When I moved to Montreal with little kids of my own, I hoped they would find a chummy gang of kids on the block, but it was not to be. Everyone seemed hunkered down in their own homes, with parents driving their kids to elaborately arranged play dates and an endless schedule of team sports and lessons.
As a family therapist working with tense parents and dissatisfied kids, the symptoms of an over-scheduled life are not hard to identify. Kids often have several after-school and weekend activities, being ferried to soccer, swimming lessons and karate in the course of the same week. Working parents have close to no time for themselves as a couple and even less time for themselves as individuals.

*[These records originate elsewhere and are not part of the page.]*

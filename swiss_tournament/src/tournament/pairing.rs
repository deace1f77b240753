//! Bye allocation and adjacent-rank pairing.

use super::errors::{TournamentError, TournamentResult};
use super::models::{
    ByePolicy, MatchId, MatchResult, Pairing, PlayerId, RosterEntry, Standing, TournamentId,
};
use super::standings::group_by_match;
use std::collections::HashMap;

/// Decide who sits out this round, if anyone
///
/// `standings` must be the ranked active players. With an even count nobody
/// gets a bye. Otherwise the lowest-ranked player without a bye receives it.
/// When every active player already holds one, `policy` decides.
pub fn select_bye(
    tournament_id: TournamentId,
    standings: &[Standing],
    roster: &[RosterEntry],
    results: &[MatchResult],
    policy: ByePolicy,
) -> TournamentResult<Option<PlayerId>> {
    if standings.len() % 2 == 0 {
        return Ok(None);
    }

    let bye_awarded: HashMap<PlayerId, bool> = roster
        .iter()
        .map(|entry| (entry.player_id, entry.bye_awarded))
        .collect();

    let eligible = standings
        .iter()
        .rev()
        .find(|s| !bye_awarded.get(&s.player_id).copied().unwrap_or(false));
    if let Some(standing) = eligible {
        return Ok(Some(standing.player_id));
    }

    match policy {
        ByePolicy::Strict => Err(TournamentError::NoByeEligible(tournament_id)),
        ByePolicy::Cycle => {
            let last_bye = last_bye_matches(results)?;
            Ok(standings
                .iter()
                .rev()
                .min_by_key(|s| last_bye.get(&s.player_id).copied())
                .map(|s| s.player_id))
        }
    }
}

/// Most recent bye match per player
fn last_bye_matches(results: &[MatchResult]) -> TournamentResult<HashMap<PlayerId, MatchId>> {
    let mut last = HashMap::new();
    for (match_id, rows) in group_by_match(results)? {
        if let [row] = rows.as_slice() {
            last.insert(row.player_id, match_id);
        }
    }
    Ok(last)
}

/// Pair ranked players two at a time: first with second, third with fourth, and so on
///
/// Rematches are not avoided.
pub fn pair_adjacent(standings: &[Standing]) -> TournamentResult<Vec<Pairing>> {
    if standings.len() % 2 != 0 {
        return Err(TournamentError::InvariantViolation(format!(
            "cannot pair an odd number of players ({})",
            standings.len()
        )));
    }

    Ok(standings
        .chunks_exact(2)
        .map(|pair| Pairing {
            player_a: pair[0].player_id,
            name_a: pair[0].name.clone(),
            player_b: pair[1].player_id,
            name_b: pair[1].name.clone(),
        })
        .collect())
}

#[cfg(test)]
mod tests {
    use super::*;

    fn standing(player_id: PlayerId, points: i32) -> Standing {
        Standing {
            player_id,
            name: format!("player{player_id}"),
            points,
            matches: 0,
            tie_break: 0.0,
        }
    }

    fn entry(player_id: PlayerId, bye_awarded: bool) -> RosterEntry {
        RosterEntry {
            player_id,
            name: format!("player{player_id}"),
            active: true,
            bye_awarded,
        }
    }

    fn bye(match_id: MatchId, player_id: PlayerId) -> MatchResult {
        MatchResult {
            match_id,
            player_id,
            points_awarded: 3,
        }
    }

    #[test]
    fn test_even_count_has_no_bye() {
        let standings = vec![standing(1, 3), standing(2, 0)];
        let roster = vec![entry(1, false), entry(2, false)];
        let bye = select_bye(1, &standings, &roster, &[], ByePolicy::Cycle).unwrap();
        assert_eq!(bye, None);
    }

    #[test]
    fn test_lowest_ranked_eligible_gets_bye() {
        let standings = vec![standing(1, 6), standing(2, 3), standing(3, 0)];
        let roster = vec![entry(1, false), entry(2, false), entry(3, true)];
        let bye = select_bye(1, &standings, &roster, &[], ByePolicy::Cycle).unwrap();
        assert_eq!(bye, Some(2));
    }

    #[test]
    fn test_strict_policy_refuses_repeat_bye() {
        let standings = vec![standing(1, 3)];
        let roster = vec![entry(1, true)];
        let err = select_bye(9, &standings, &roster, &[bye(1, 1)], ByePolicy::Strict).unwrap_err();
        assert!(matches!(err, TournamentError::NoByeEligible(9)));
    }

    #[test]
    fn test_cycle_policy_picks_oldest_bye() {
        let standings = vec![standing(1, 9), standing(2, 6), standing(3, 3)];
        let roster = vec![entry(1, true), entry(2, true), entry(3, true)];
        let results = vec![bye(4, 3), bye(2, 1), bye(7, 2)];
        let pick = select_bye(1, &standings, &roster, &results, ByePolicy::Cycle).unwrap();
        assert_eq!(pick, Some(1));
    }

    #[test]
    fn test_pair_adjacent() {
        let standings = vec![standing(1, 3), standing(3, 3), standing(2, 0), standing(4, 0)];
        let pairs = pair_adjacent(&standings).unwrap();
        assert_eq!(pairs.len(), 2);
        assert_eq!((pairs[0].player_a, pairs[0].player_b), (1, 3));
        assert_eq!((pairs[1].player_a, pairs[1].player_b), (2, 4));
        assert_eq!(pairs[1].name_b, "player4");
    }

    #[test]
    fn test_pair_adjacent_rejects_odd_leftover() {
        let standings = vec![standing(1, 3), standing(2, 3), standing(3, 0)];
        let err = pair_adjacent(&standings).unwrap_err();
        assert!(matches!(err, TournamentError::InvariantViolation(_)));
    }
}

It's crazy, but it's normal because everyone does it. But this over-scheduling leads to serious problems that make it hard for a family to relax and connect. It leads to bored children, who expect some activity or electronic diversion at every moment and don't begin to know how to entertain themselves.
Okay, enough of that rant - you know this. But what can help? Here's a very simple suggestion that makes a huge difference in reducing stress. Whatever you're doing, don't rush. That's it. Don't rush. That means that you schedule enough time to get wherever you're going ten minutes early. You wake up earlier, you think it through, you do whatever it takes so that you are not rushing to get anywhere. When you stop rushing, your life will be far less stressful.
If you find you can't stop rushing, that's life sending you a message - you're over scheduled. You can't fit everything into the time allotted, so you have to jam it in by rushing. And that stresses you out. And if you're stressed, you transmit that vibe to the people around you. Your kids feel it, your spouse feels it, your co-workers absorb it. And it's not much fun for you.
So, rather than being proud that you got so much done in such a short time, how about signing on to the "go-slow" movement - being proud that you were able to leave cushions of time around your activities to sit and think, to chat, to drink coffee with a friend and to have bit a time of your hands. Your kids don't really need as much stimulation and structured activities as you think they do - there's the potential for creativity in boredom. And if they're moaning, "I'm bored!" just give them a wink and say, "Good!"